In how many lines of the listing below does the word "DefNew" occur? Say only the number.

-------- Record excerpts

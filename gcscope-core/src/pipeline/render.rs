//! One-line text rendering of an event.
//!
//! The rendering is built from the finished event's fields only, so
//! rendering the same event again always gives the same text.

use crate::format::{
    format_bytes, format_bytes_opt, format_ms, format_ms_opt, format_timestamp, format_uptime,
};
use crate::model::{GcEvent, Generation, Level, MemoryItem, PauseClass};
use std::fmt::Write;

const GENERATION_ORDER: &[Generation] = &[
    Generation::Young,
    Generation::Eden,
    Generation::Survivor,
    Generation::Old,
    Generation::Humongous,
    Generation::Archive,
    Generation::Total,
    Generation::Metaspace,
];

fn memory_item(out: &mut String, item: &MemoryItem) {
    let _ = write!(
        out,
        " {}: {}->{}",
        item.generation,
        format_bytes_opt(item.pre_used),
        format_bytes_opt(item.post_used)
    );
    if let Some(capacity) = item.post_capacity {
        let _ = write!(out, "({})", format_bytes(capacity));
    }
}

pub fn render(event: &GcEvent) -> String {
    let mut out = String::new();
    if let Some(id) = event.id {
        let _ = write!(out, "GC({id}) ");
    }
    match event.timestamp {
        Some(ts) => out.push_str(&format_timestamp(ts)),
        None => out.push_str(&format_uptime(event.start)),
    }
    let _ = write!(out, " {}", event.kind);
    if let Some(cause) = &event.cause {
        let _ = write!(out, " ({cause})");
    }
    for situation in &event.special_situations {
        let _ = write!(out, " [{}]", situation.name());
    }
    let _ = write!(out, " {}", format_ms_opt(event.duration));

    for generation in GENERATION_ORDER {
        if let Some(item) = event.memory.get(*generation) {
            memory_item(&mut out, item);
        }
    }
    if let Some(promotion) = event.promotion {
        let _ = write!(out, " promotion={}", format_bytes(promotion));
    }
    if let Some(interval) = event.interval {
        let _ = write!(out, " interval={}", format_ms(interval));
    }
    if let Some(cpu) = event.cpu {
        let _ = write!(
            out,
            " [user={:.2}ms sys={:.2}ms real={:.2}ms]",
            cpu.user, cpu.sys, cpu.real
        );
    }
    if event.kind.pause_class() == PauseClass::Partial {
        for phase in event.phases.iter().filter(|p| {
            p.kind.level() == Level::Phase && p.kind.pause_class() == PauseClass::Pause
        }) {
            let _ = write!(out, ", {} {}", phase.kind, format_ms_opt(phase.pause));
        }
    }
    out
}
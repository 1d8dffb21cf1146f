//! Unified logging (JDK 9+) parser for Serial, Parallel and CMS.
//!
//! ```text
//! [0.512s][info][gc,start] GC(0) Pause Young (Allocation Failure)
//! [0.520s][info][gc,heap ] GC(0) PSYoungGen: 65536K->10720K(76288K)
//! [0.520s][info][gc,heap ] GC(0) ParOldGen: 0K->2530K(175104K)
//! [0.520s][info][gc      ] GC(0) Pause Young (Allocation Failure) 64M->12M(245M) 8.745ms
//! ```

use std::sync::LazyLock;

use regex::Regex;

use super::common::{self, Touch, UnifiedTracker};
use crate::model::{
    CollectorFamily, EventKind, GcCause, GcEvent, Generation, LogFormat, LogStyle, ModelBuilder,
    SpecialSituation,
};
use crate::parser::grammar::{self, MemoryChange, UnifiedLine};
use crate::parser::{scan_lines, GcLogParser, LineOutcome};

static HEAP_LINE: LazyLock<Regex> = LazyLock::new(|| {
    Regex::new(r"^(?P<gen>DefNew|PSYoungGen|ParNew|Tenured|ParOldGen|PSOldGen|CMS): (?P<rest>.*)$")
        .unwrap()
});

/// Parser for unified Serial, Parallel and CMS logs.
pub struct UnifiedGenerationalParser {
    family: CollectorFamily,
}

impl UnifiedGenerationalParser {
    pub fn new(family: CollectorFamily) -> Self {
        Self { family }
    }
}

impl GcLogParser for UnifiedGenerationalParser {
    fn format(&self) -> LogFormat {
        LogFormat::new(self.family, LogStyle::Unified)
    }

    fn parse_into(&self, text: &str, builder: &mut ModelBuilder) {
        let mut tracker = UnifiedTracker::default();
        scan_lines(text, builder, |b, line_no, raw| {
            let Some(line) = grammar::unified_line(raw) else {
                return common::header_line(b, raw).unwrap_or(LineOutcome::Unrecognized);
            };
            let outcome = parse_line(&mut tracker, b, line_no, &line);
            match outcome {
                LineOutcome::Unrecognized if common::unified_noise(&line) => LineOutcome::Ignored,
                other => other,
            }
        });
    }
}

fn parse_line(
    tracker: &mut UnifiedTracker,
    b: &mut ModelBuilder,
    line_no: usize,
    line: &UnifiedLine<'_>,
) -> LineOutcome {
    let time = b.resolve_time(line.uptime, line.datestamp);
    if let Some(outcome) = common::unified_common(b, tracker, line, time, line_no) {
        return outcome;
    }
    let Some(time) = time else {
        return LineOutcome::Unrecognized;
    };
    let id = line.gc_id;
    let message = line.message.trim();

    if let Some(caps) = HEAP_LINE.captures(message) {
        let generation = match &caps["gen"] {
            "DefNew" | "PSYoungGen" | "ParNew" => Generation::Young,
            _ => Generation::Old,
        };
        let Some(change) = MemoryChange::find(&caps["rest"]) else {
            return LineOutcome::Unrecognized;
        };
        return match id
            .and_then(|id| common::memory_target(b, id))
            .and_then(|t| b.event_mut(t))
        {
            Some(event) => {
                event.put_memory(change.into_item(generation));
                LineOutcome::Recognized
            }
            None => LineOutcome::Unrecognized,
        };
    }
    if message.starts_with("Promotion failed") {
        return match id.and_then(|id| b.find_by_id(id, EventKind::YoungGc)) {
            Some(index) => {
                if let Some(event) = b.event_mut(index) {
                    event.mark(SpecialSituation::PromotionFailed);
                }
                LineOutcome::Recognized
            }
            None => LineOutcome::Unrecognized,
        };
    }

    let (head, duration) = grammar::split_trailing_duration(message);
    let duration = common::checked_duration(b, duration);
    let (head, memory) = grammar::split_trailing_memory(head);
    let (name, groups) = grammar::split_title(head);

    match name {
        "Pause Young" | "Pause Full" => {
            let kind = if name == "Pause Full" {
                EventKind::FullGc
            } else {
                EventKind::YoungGc
            };
            let index = common::unified_event(b, id, kind, time, duration, line_no);
            if let Some(event) = b.event_mut(index) {
                if let Some(cause) = groups.first() {
                    event.cause = Some(GcCause::new(*cause));
                }
                if let Some(memory) = memory {
                    event.put_memory(memory.into_item(Generation::Total));
                }
            }
            tracker.touch(id, Touch::Event(index));
            LineOutcome::Recognized
        }
        "Pause Initial Mark" | "Pause Remark" => {
            let kind = if name == "Pause Remark" {
                EventKind::CmsFinalRemark
            } else {
                EventKind::CmsInitialMark
            };
            let cycle = cms_cycle(b, id, time, duration, line_no);
            let Some(touch) = common::start_or_finish_phase(b, cycle, kind, time, duration, line_no)
            else {
                return LineOutcome::Unrecognized;
            };
            if let (Some(memory), Some(phase)) = (memory, touch.resolve(b)) {
                phase.put_memory(memory.into_item(Generation::Total));
            }
            tracker.touch(id, touch);
            LineOutcome::Recognized
        }
        _ => {
            if let Some(kind) = cms_concurrent_kind(name) {
                let cycle = cms_cycle(b, id, time, duration, line_no);
                let Some(touch) =
                    common::start_or_finish_phase(b, cycle, kind, time, duration, line_no)
                else {
                    return LineOutcome::Unrecognized;
                };
                tracker.touch(id, touch);
                if kind == EventKind::CmsConcurrentReset && duration.is_some() {
                    let end = touch.resolve(b).and_then(|p| p.end());
                    if let (Some(end), Some(event)) = (end, b.event_mut(cycle)) {
                        event.duration = Some((end - event.start).max(0.0));
                    }
                }
                LineOutcome::Recognized
            } else if let Some(kind) = full_phase_kind(name) {
                let Some(parent) = id.and_then(|id| b.find_by_id(id, EventKind::FullGc)) else {
                    return LineOutcome::Unrecognized;
                };
                match common::start_or_finish_phase(b, parent, kind, time, duration, line_no) {
                    Some(touch) => {
                        tracker.touch(id, touch);
                        LineOutcome::Recognized
                    }
                    None => LineOutcome::Unrecognized,
                }
            } else {
                LineOutcome::Unrecognized
            }
        }
    }
}

fn cms_concurrent_kind(name: &str) -> Option<EventKind> {
    Some(match name {
        "Concurrent Mark" => EventKind::CmsConcurrentMark,
        "Concurrent Preclean" => EventKind::CmsConcurrentPreclean,
        "Concurrent Abortable Preclean" => EventKind::CmsConcurrentAbortablePreclean,
        "Concurrent Sweep" => EventKind::CmsConcurrentSweep,
        "Concurrent Reset" => EventKind::CmsConcurrentReset,
        _ => return None,
    })
}

/// Serial and CMS print the mark-compact phase titles; Parallel names its
/// own.
fn full_phase_kind(name: &str) -> Option<EventKind> {
    let kind = match name {
        "Marking Phase" => EventKind::ParallelMarkingPhase,
        "Summary Phase" => EventKind::ParallelSummaryPhase,
        "Adjust Roots" => EventKind::ParallelAdjustRoots,
        "Compaction Phase" => EventKind::ParallelCompactionPhase,
        "Post Compact" => EventKind::ParallelPostCompact,
        _ => return common::full_phase_kind(name),
    };
    Some(kind)
}

/// CMS cycle for `id`, created at the first line that mentions it.
fn cms_cycle(
    b: &mut ModelBuilder,
    id: Option<u64>,
    time: f64,
    duration: Option<f64>,
    line_no: usize,
) -> usize {
    let existing = id.and_then(|id| b.find_by_id(id, EventKind::CmsConcurrentCycle));
    match existing {
        Some(index) => index,
        None => b.push_event(
            GcEvent::new(
                EventKind::CmsConcurrentCycle,
                common::start_from_end(time, duration),
            )
            .with_id(id)
            .with_line(line_no),
        ),
    }
}
//! Built-in diagnosis rules.
//!
//! - `situation`: special situations and notable causes
//! - `sequence`: patterns over the order of collections
//! - `pause`: pause length, overhead and allocation stalls
//! - `memory`: sudden changes in generation sizing

mod memory;
mod pause;
mod sequence;
mod situation;

pub use memory::YoungGenShrinkRule;
pub use pause::{AllocationStallRule, HighGcOverheadRule, LongPauseRule};
pub use sequence::{CycleRestartRule, FrequentFullGcRule, MetaspaceFullGcRule};
pub use situation::{CauseRule, SituationRule};

use super::diagnoser::{Diagnoser, DiagnosisRule};
use crate::config::DiagnoserConfig;
use crate::model::{GcEvent, GcModel};

/// Top-level stop-the-world collections in start order.
pub(crate) fn collections(model: &GcModel) -> impl Iterator<Item = &GcEvent> + '_ {
    model
        .events()
        .iter()
        .filter(|e| e.kind.is_young() || e.kind.is_full())
}

/// Every built-in rule, in reporting order.
pub fn builtin_rules() -> Vec<Box<dyn DiagnosisRule>> {
    vec![
        Box::new(MetaspaceFullGcRule),
        Box::new(CycleRestartRule),
        Box::new(YoungGenShrinkRule),
        Box::new(CauseRule::explicit_gc()),
        Box::new(SituationRule::to_space_exhausted()),
        Box::new(SituationRule::promotion_failed()),
        Box::new(SituationRule::concurrent_mode_failure()),
        Box::new(CauseRule::humongous_allocation()),
        Box::new(LongPauseRule),
        Box::new(AllocationStallRule),
        Box::new(HighGcOverheadRule),
        Box::new(FrequentFullGcRule),
    ]
}

/// Create a diagnoser with every built-in rule registered.
pub fn create_default_diagnoser(config: DiagnoserConfig) -> Diagnoser {
    let mut diagnoser = Diagnoser::new(config);
    for rule in builtin_rules() {
        diagnoser.register(rule);
    }
    diagnoser
}

#[cfg(test)]
pub(crate) mod testing {
    use crate::model::{CollectorFamily, GcEvent, GcModel, LogFormat, LogStyle, ModelBuilder};
    use crate::pipeline;

    /// Run events through the pipeline as a log of `family`.
    pub fn model_of(family: CollectorFamily, events: Vec<GcEvent>, last_seen: f64) -> GcModel {
        let mut b = ModelBuilder::new(LogFormat::new(family, LogStyle::Unified)).unwrap();
        for event in events {
            b.push_event(event);
        }
        b.observe(last_seen);
        pipeline::run(b).unwrap()
    }
}

#[cfg(test)]
mod tests {
    use super::*;

    #[test]
    fn test_default_diagnoser_has_every_rule() {
        let diagnoser = create_default_diagnoser(DiagnoserConfig::default());
        let names = diagnoser.rule_names();
        assert_eq!(names.len(), 12);
        for name in [
            "metaspace_full_gc_run",
            "g1_cycle_restart",
            "young_gen_shrink",
            "explicit_gc",
            "to_space_exhausted",
            "promotion_failed",
            "concurrent_mode_failure",
            "humongous_allocation",
            "long_pause",
            "allocation_stall",
            "high_gc_overhead",
            "frequent_full_gc",
        ] {
            assert!(diagnoser.has_rule(name), "{name}");
        }
    }
}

----------------

### Result of the exercise
2